# Rossi Model 62



## Woodscrew (Mar 26, 2009)

Just wondering if anyone knew a web site or had the link to a site where I could download an Owners Manual for this Rifle.


----------



## ronmac13 (Mar 26, 2009)

idk but your avatar cracked me up.


----------



## njanear (Mar 27, 2009)

Woodscrew said:


> Just wondering if anyone knew a web site or had the link to a site where I could download an Owners Manual for this Rifle.

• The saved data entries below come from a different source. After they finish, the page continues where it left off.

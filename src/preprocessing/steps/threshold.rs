use image::{GrayImage, Luma};
use imageproc::contrast::otsu_level;
use imageproc::filter::separable_filter_equal;

/// Adaptive threshold window (pixels per side), sets the Gaussian sigma
pub const ADAPTIVE_WINDOW: u32 = 31;
/// Amount subtracted from the local mean before comparing
pub const ADAPTIVE_BIAS: f64 = 10.0;

/// Global binarization at the Otsu level
/// Works well on evenly lit scans with good contrast
pub fn otsu(image: &GrayImage) -> GrayImage {
    let level = otsu_level(image);
    tracing::trace!(level, "Otsu level");
    binarize_above(image, level)
}

/// Gaussian-weighted local mean thresholding
/// Better than Otsu for photos with uneven lighting or shadows
pub fn adaptive(image: &GrayImage) -> GrayImage {
    adaptive_gaussian_threshold(image, ADAPTIVE_WINDOW, ADAPTIVE_BIAS)
}

fn binarize_above(image: &GrayImage, level: u8) -> GrayImage {
    GrayImage::from_fn(image.width(), image.height(), |x, y| {
        if image.get_pixel(x, y).0[0] > level {
            Luma([255u8])
        } else {
            Luma([0u8])
        }
    })
}

/// Gaussian sigma matching a square window of `window_size` pixels
fn window_sigma(window_size: u32) -> f32 {
    0.3 * ((window_size as f32 - 1.0) * 0.5 - 1.0) + 0.8
}

/// Normalized 1-D Gaussian spanning the whole window
fn window_kernel(window_size: u32) -> Vec<f32> {
    let sigma = window_sigma(window_size);
    let radius = (window_size / 2) as i32;
    let weights: Vec<f32> = (-radius..=radius)
        .map(|i| (-((i * i) as f32) / (2.0 * sigma * sigma)).exp())
        .collect();
    let sum: f32 = weights.iter().sum();
    weights.into_iter().map(|w| w / sum).collect()
}

/// For each pixel, threshold = weighted local mean - bias; brighter pixels become white
fn adaptive_gaussian_threshold(img: &GrayImage, window_size: u32, bias: f64) -> GrayImage {
    let local_mean = separable_filter_equal(img, &window_kernel(window_size));

    GrayImage::from_fn(img.width(), img.height(), |x, y| {
        let pixel = img.get_pixel(x, y).0[0] as f64;
        let mean = local_mean.get_pixel(x, y).0[0] as f64;
        if pixel > mean - bias {
            Luma([255u8])
        } else {
            Luma([0u8])
        }
    })
}

#[cfg(test)]
mod tests {
    use super::*;

    fn is_binary(img: &GrayImage) -> bool {
        img.pixels().all(|p| p.0[0] == 0 || p.0[0] == 255)
    }

    #[test]
    fn test_otsu_binarizes_image() {
        let img = GrayImage::from_fn(50, 50, |x, _| Luma([(x as u8 * 5).min(255)]));
        let result = otsu(&img);
        assert!(is_binary(&result));
    }

    #[test]
    fn test_otsu_separates_bimodal_image() {
        let img = GrayImage::from_fn(40, 10, |x, _| if x < 20 { Luma([40]) } else { Luma([210]) });
        let result = otsu(&img);
        assert_eq!(result.get_pixel(5, 5).0[0], 0);
        assert_eq!(result.get_pixel(35, 5).0[0], 255);
    }

    #[test]
    fn test_adaptive_handles_text_pattern() {
        // Create dark text on light background
        let mut img = GrayImage::from_pixel(50, 20, Luma([240]));
        for x in 10..40 {
            img.put_pixel(x, 10, Luma([20])); // dark text
        }

        let result = adaptive(&img);

        assert!(is_binary(&result));
        // Text pixels should be black (0)
        assert_eq!(result.get_pixel(25, 10).0[0], 0);
        // Background should be white (255)
        assert_eq!(result.get_pixel(25, 5).0[0], 255);
    }

    #[test]
    fn test_adaptive_ignores_lighting_gradient() {
        // Smooth left-to-right shading with no text stays white
        let img = GrayImage::from_fn(120, 20, |x, _| Luma([100 + x as u8]));
        let result = adaptive(&img);
        assert!(result.pixels().all(|p| p.0[0] == 255));
    }

    #[test]
    fn test_window_kernel() {
        assert!((window_sigma(ADAPTIVE_WINDOW) - 5.0).abs() < 1e-6);

        let kernel = window_kernel(ADAPTIVE_WINDOW);
        assert_eq!(kernel.len(), 31);
        assert!((kernel.iter().sum::<f32>() - 1.0).abs() < 1e-4);
        assert!(kernel[15] > kernel[14]);
        assert_eq!(kernel[0], kernel[30]);
    }

    #[test]
    fn test_adaptive_weights_nearby_pixels_more() {
        // Faint stroke on a bright background with a dark band 12 px away.
        // An unweighted mean over the 31 px window would drop the threshold
        // far enough to lose the stroke.
        let img = GrayImage::from_fn(60, 60, |_, y| match y {
            30 => Luma([200]),
            42..=56 => Luma([0]),
            _ => Luma([220]),
        });

        let result = adaptive(&img);

        assert!(is_binary(&result));
        assert_eq!(result.get_pixel(30, 30).0[0], 0);
    }
}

This is probably the closest you will get:     The Taurus M62/M72 manual


----------



## Woodscrew (Mar 28, 2009)

Thanks


----------



## Bossdog1 (Mar 28, 2009)

*Rossi Mod 92*

Try this http://pdf.textfiles.com/manuals/FIREARMS/rossi_pump_22.pdf
site.


----------



## wildcatt (May 11, 2009)

*rossi*

its a copy of the winchester mod 62


----------



## Woodscrew (May 12, 2009)

Yes as far as I can tell. I never owned a Winchester mod 62


----------



## wildcatt (May 17, 2009)

*rossi 62*

I had 3 win all models,and had a rossi to repair.needed new barrel.but he did not want to pay.


----------